Problem requirements - Below are the records; copy exactly the stretch from the line containing "let ob = pool.opaque();" through the line containing "pool.refine_abstract_type_to(oa, a).unwrap();", both ends included, and nothing else.

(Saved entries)
==================================================

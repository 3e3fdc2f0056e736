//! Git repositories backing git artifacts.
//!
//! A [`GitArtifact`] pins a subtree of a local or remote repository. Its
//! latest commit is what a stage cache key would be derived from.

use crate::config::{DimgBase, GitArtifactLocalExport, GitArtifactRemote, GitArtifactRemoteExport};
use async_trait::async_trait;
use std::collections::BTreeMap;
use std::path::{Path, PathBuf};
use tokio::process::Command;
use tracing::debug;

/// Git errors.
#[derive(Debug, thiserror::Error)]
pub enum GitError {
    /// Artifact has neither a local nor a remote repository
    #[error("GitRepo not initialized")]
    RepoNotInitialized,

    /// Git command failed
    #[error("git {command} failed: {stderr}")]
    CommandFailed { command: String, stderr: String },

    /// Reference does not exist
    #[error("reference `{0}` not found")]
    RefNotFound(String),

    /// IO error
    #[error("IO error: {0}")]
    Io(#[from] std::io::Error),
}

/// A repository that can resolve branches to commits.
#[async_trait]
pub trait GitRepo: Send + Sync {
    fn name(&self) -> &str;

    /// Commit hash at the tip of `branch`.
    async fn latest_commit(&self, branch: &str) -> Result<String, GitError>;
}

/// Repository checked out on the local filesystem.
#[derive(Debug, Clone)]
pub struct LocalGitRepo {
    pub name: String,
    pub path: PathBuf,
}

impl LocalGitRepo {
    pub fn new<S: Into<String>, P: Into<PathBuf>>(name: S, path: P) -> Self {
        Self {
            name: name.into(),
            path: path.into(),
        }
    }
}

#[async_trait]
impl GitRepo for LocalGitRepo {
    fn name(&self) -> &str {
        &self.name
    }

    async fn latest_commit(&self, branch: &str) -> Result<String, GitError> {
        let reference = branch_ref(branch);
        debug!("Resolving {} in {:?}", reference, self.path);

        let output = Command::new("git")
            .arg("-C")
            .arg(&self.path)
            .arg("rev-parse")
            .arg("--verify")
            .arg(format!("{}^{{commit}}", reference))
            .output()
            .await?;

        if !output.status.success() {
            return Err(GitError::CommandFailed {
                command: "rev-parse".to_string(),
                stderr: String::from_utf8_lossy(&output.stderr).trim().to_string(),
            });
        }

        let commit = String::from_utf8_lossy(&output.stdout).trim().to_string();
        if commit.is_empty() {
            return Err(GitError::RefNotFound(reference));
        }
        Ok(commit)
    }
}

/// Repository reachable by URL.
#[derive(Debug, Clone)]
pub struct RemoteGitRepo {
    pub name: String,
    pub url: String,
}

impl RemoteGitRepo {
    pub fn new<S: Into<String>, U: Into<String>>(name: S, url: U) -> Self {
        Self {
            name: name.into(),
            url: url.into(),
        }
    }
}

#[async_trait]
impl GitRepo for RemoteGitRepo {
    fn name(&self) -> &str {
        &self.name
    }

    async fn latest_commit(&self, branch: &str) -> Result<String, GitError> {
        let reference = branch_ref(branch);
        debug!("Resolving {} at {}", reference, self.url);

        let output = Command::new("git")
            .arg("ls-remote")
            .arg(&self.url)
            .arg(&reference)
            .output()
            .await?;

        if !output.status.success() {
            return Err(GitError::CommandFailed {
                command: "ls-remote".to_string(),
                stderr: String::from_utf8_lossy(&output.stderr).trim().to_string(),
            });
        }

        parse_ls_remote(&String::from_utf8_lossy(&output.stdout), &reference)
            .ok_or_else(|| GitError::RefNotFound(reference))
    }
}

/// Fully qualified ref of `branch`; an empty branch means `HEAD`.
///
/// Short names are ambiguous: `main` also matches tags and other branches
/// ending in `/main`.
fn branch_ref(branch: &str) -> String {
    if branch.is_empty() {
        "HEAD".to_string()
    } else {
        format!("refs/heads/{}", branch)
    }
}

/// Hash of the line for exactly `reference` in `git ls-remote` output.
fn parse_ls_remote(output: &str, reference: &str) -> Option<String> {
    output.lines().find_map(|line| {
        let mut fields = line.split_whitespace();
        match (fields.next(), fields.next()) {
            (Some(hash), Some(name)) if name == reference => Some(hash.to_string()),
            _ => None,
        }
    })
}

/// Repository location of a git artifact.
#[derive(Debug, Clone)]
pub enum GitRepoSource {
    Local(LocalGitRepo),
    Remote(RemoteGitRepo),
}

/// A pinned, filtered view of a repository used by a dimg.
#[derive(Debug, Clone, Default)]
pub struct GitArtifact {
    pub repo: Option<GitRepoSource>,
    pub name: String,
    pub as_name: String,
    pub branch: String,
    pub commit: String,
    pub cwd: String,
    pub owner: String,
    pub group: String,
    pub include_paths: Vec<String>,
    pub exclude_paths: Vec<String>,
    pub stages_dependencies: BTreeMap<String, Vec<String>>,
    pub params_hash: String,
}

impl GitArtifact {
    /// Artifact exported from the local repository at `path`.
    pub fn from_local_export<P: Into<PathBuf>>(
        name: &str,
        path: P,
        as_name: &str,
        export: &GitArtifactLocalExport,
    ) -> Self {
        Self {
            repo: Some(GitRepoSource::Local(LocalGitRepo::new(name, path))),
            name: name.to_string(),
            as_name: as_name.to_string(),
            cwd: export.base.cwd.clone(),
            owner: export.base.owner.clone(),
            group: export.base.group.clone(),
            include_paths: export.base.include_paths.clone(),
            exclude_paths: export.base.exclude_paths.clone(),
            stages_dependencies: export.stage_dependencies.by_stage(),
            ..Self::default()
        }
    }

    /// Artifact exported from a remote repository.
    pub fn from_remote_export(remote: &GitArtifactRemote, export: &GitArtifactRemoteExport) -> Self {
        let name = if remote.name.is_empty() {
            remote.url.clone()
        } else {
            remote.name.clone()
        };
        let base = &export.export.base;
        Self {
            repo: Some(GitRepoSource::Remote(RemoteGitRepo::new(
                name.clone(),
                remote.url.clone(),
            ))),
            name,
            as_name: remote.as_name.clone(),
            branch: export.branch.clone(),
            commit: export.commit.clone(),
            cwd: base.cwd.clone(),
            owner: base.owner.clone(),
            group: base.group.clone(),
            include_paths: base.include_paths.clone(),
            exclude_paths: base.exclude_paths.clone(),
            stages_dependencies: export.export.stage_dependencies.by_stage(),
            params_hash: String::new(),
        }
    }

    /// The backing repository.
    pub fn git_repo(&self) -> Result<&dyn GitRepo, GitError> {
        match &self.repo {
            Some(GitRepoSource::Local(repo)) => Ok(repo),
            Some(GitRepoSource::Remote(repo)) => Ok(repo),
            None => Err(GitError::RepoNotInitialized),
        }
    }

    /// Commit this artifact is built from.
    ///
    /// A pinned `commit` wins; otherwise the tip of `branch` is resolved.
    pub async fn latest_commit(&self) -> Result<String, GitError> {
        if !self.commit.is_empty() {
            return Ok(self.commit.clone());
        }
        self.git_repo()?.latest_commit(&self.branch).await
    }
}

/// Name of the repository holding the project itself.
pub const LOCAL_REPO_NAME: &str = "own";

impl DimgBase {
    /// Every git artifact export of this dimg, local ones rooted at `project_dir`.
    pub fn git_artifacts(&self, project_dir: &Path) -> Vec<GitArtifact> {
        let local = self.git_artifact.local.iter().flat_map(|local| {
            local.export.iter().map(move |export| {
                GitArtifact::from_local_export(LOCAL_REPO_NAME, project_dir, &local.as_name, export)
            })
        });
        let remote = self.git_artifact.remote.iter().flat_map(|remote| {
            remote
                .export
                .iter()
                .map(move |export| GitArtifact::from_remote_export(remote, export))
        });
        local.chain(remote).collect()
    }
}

==================================================

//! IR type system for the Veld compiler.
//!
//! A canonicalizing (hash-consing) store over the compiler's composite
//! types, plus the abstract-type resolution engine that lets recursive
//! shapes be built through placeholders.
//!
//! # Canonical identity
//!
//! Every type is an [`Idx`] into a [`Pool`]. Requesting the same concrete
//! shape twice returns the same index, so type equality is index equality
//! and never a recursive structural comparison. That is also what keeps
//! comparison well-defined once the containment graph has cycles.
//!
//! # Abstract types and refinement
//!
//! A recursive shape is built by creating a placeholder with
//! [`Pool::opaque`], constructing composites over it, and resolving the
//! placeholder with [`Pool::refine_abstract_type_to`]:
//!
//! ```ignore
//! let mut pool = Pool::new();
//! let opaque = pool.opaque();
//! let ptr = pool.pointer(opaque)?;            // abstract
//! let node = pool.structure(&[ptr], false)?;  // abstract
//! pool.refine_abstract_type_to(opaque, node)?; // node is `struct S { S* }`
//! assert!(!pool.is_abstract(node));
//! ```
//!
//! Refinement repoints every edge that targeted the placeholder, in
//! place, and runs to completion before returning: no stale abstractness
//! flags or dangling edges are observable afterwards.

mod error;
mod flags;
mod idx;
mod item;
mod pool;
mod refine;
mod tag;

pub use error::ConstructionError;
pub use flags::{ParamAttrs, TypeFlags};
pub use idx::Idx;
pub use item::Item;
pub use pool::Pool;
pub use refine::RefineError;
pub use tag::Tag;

==================================================

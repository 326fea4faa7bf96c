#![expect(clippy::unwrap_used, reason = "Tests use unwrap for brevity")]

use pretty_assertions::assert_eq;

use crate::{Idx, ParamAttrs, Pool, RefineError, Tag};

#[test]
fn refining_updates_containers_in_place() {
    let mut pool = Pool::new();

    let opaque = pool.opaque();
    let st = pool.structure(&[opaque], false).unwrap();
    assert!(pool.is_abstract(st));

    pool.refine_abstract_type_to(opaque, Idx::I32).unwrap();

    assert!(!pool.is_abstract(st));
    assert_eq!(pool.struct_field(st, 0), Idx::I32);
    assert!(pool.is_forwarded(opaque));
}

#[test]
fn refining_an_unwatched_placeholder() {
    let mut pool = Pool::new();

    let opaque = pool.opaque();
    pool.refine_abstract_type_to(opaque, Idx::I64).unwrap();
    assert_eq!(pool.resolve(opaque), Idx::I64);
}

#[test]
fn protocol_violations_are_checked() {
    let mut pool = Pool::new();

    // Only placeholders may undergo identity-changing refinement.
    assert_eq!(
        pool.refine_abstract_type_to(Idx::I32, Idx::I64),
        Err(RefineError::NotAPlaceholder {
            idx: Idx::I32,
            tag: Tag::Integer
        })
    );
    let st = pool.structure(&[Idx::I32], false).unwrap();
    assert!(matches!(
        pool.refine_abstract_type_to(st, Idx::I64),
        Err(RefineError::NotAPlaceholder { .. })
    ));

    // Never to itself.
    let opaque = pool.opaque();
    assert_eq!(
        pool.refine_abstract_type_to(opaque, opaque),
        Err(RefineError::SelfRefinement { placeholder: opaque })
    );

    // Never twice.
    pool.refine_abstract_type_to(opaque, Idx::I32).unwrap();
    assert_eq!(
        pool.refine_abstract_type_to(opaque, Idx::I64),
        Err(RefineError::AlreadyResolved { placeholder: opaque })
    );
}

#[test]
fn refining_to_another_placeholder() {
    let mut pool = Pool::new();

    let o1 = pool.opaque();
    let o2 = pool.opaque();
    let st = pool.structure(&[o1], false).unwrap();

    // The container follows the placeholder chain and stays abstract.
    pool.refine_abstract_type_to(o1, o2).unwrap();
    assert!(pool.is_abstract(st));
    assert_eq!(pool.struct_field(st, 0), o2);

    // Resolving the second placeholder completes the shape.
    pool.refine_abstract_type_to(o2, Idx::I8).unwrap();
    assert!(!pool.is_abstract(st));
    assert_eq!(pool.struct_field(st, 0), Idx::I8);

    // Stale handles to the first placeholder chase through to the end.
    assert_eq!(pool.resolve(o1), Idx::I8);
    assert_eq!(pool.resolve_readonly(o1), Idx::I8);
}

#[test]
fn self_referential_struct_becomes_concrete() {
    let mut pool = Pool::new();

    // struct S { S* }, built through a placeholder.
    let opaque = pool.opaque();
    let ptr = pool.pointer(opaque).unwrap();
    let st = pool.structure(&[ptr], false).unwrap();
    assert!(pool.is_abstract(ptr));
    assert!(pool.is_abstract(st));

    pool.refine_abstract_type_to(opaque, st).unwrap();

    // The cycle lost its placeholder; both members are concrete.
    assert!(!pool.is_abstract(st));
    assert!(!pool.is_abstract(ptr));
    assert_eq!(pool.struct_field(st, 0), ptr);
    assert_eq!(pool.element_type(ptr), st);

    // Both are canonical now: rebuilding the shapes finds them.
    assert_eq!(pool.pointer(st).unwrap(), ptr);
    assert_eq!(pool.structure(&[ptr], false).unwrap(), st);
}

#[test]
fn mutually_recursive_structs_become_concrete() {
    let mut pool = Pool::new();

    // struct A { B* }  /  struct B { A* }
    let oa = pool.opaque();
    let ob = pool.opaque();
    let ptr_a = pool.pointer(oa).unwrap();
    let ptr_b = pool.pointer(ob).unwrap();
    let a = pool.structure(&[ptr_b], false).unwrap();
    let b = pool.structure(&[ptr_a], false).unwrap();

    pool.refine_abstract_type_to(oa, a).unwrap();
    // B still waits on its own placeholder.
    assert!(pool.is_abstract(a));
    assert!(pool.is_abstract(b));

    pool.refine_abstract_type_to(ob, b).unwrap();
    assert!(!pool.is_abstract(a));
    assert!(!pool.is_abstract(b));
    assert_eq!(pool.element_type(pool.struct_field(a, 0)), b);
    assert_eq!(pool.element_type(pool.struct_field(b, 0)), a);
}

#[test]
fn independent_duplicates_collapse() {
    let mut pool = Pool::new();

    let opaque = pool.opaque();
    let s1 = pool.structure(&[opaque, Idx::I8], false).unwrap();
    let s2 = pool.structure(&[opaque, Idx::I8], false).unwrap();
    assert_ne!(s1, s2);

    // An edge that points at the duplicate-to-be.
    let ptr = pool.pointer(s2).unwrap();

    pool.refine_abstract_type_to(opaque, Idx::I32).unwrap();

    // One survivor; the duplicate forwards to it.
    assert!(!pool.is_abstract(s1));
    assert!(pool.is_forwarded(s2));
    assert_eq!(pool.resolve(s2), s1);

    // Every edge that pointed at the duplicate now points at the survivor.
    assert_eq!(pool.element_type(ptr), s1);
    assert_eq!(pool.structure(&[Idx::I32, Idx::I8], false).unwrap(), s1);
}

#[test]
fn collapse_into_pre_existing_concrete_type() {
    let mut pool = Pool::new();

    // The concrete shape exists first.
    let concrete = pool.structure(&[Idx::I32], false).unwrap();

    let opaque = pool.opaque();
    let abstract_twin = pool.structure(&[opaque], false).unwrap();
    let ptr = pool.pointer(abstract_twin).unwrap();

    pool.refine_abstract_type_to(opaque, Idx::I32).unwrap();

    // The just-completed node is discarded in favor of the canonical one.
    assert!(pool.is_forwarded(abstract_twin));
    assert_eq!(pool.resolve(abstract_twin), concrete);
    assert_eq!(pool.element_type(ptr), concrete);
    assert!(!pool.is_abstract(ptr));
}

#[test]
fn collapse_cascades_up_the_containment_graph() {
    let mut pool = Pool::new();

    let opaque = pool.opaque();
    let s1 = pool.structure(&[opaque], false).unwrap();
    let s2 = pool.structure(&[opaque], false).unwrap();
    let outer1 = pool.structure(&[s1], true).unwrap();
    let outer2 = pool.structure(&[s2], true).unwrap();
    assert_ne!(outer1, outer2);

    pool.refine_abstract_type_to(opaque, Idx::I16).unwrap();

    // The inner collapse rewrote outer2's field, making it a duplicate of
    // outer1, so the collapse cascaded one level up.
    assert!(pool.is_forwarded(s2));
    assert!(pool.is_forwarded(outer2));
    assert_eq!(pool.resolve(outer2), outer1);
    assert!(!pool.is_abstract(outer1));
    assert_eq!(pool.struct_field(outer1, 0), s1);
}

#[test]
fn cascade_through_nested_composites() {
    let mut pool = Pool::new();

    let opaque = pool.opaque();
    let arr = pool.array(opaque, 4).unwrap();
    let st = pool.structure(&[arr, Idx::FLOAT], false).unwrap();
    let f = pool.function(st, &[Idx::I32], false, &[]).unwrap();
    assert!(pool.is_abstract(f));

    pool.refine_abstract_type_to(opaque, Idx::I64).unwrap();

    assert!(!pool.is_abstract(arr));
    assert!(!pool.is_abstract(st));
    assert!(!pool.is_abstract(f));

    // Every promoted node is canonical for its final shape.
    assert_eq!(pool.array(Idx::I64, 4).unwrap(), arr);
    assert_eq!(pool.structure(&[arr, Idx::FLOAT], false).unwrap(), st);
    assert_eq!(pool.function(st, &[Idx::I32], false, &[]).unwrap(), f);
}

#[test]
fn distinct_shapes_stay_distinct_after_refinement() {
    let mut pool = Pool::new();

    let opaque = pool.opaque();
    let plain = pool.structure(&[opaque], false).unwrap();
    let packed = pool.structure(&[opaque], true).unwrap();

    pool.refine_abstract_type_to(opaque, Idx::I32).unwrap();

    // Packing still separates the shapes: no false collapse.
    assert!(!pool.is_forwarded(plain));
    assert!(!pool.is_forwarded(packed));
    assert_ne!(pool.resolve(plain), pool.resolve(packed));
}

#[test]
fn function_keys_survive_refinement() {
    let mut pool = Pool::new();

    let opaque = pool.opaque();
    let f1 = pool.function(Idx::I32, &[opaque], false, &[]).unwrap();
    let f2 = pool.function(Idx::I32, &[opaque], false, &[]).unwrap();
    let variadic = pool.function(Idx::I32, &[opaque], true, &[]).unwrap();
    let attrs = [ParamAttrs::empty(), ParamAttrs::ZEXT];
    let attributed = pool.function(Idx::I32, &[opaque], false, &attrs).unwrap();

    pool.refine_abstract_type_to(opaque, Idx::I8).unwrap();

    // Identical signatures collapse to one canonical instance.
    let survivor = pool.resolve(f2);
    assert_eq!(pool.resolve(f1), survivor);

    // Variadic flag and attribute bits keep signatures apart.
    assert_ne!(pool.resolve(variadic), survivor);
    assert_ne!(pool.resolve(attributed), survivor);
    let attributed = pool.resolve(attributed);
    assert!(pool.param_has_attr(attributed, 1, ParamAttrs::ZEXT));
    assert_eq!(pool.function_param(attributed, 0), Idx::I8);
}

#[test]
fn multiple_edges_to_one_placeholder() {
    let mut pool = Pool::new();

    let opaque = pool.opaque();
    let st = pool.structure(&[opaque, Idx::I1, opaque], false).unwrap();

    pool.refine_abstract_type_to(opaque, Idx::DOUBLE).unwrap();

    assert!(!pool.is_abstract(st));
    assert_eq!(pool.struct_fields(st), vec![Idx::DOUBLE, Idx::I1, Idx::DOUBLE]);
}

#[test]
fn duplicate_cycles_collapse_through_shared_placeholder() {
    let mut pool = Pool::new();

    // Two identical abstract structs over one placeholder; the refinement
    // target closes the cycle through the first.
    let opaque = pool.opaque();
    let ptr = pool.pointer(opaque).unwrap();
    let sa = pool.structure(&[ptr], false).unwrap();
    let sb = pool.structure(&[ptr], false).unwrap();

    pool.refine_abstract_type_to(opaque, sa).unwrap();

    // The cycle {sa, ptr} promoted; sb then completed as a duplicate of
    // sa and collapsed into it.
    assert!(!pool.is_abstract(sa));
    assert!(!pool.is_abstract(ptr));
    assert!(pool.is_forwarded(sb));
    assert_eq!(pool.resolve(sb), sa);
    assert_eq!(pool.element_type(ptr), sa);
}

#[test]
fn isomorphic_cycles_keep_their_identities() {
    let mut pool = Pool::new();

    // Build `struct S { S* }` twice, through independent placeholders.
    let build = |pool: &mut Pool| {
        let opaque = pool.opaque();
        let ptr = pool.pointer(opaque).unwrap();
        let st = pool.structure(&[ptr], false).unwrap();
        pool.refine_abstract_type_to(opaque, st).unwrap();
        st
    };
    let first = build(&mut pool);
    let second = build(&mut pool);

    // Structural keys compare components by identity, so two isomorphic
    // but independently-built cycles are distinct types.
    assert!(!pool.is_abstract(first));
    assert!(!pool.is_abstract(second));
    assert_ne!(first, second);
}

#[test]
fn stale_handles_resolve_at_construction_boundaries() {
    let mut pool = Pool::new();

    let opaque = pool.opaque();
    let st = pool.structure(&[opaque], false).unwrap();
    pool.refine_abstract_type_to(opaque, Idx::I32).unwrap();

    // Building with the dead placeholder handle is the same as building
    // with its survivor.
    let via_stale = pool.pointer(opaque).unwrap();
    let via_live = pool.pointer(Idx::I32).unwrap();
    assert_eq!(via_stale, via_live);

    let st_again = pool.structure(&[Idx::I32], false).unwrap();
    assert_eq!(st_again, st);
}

==================================================

Answer for the task -
    let ob = pool.opaque();
    let ptr_a = pool.pointer(oa).unwrap();
    let ptr_b = pool.pointer(ob).unwrap();
    let a = pool.structure(&[ptr_b], false).unwrap();
    let b = pool.structure(&[ptr_a], false).unwrap();

    pool.refine_abstract_type_to(oa, a).unwrap();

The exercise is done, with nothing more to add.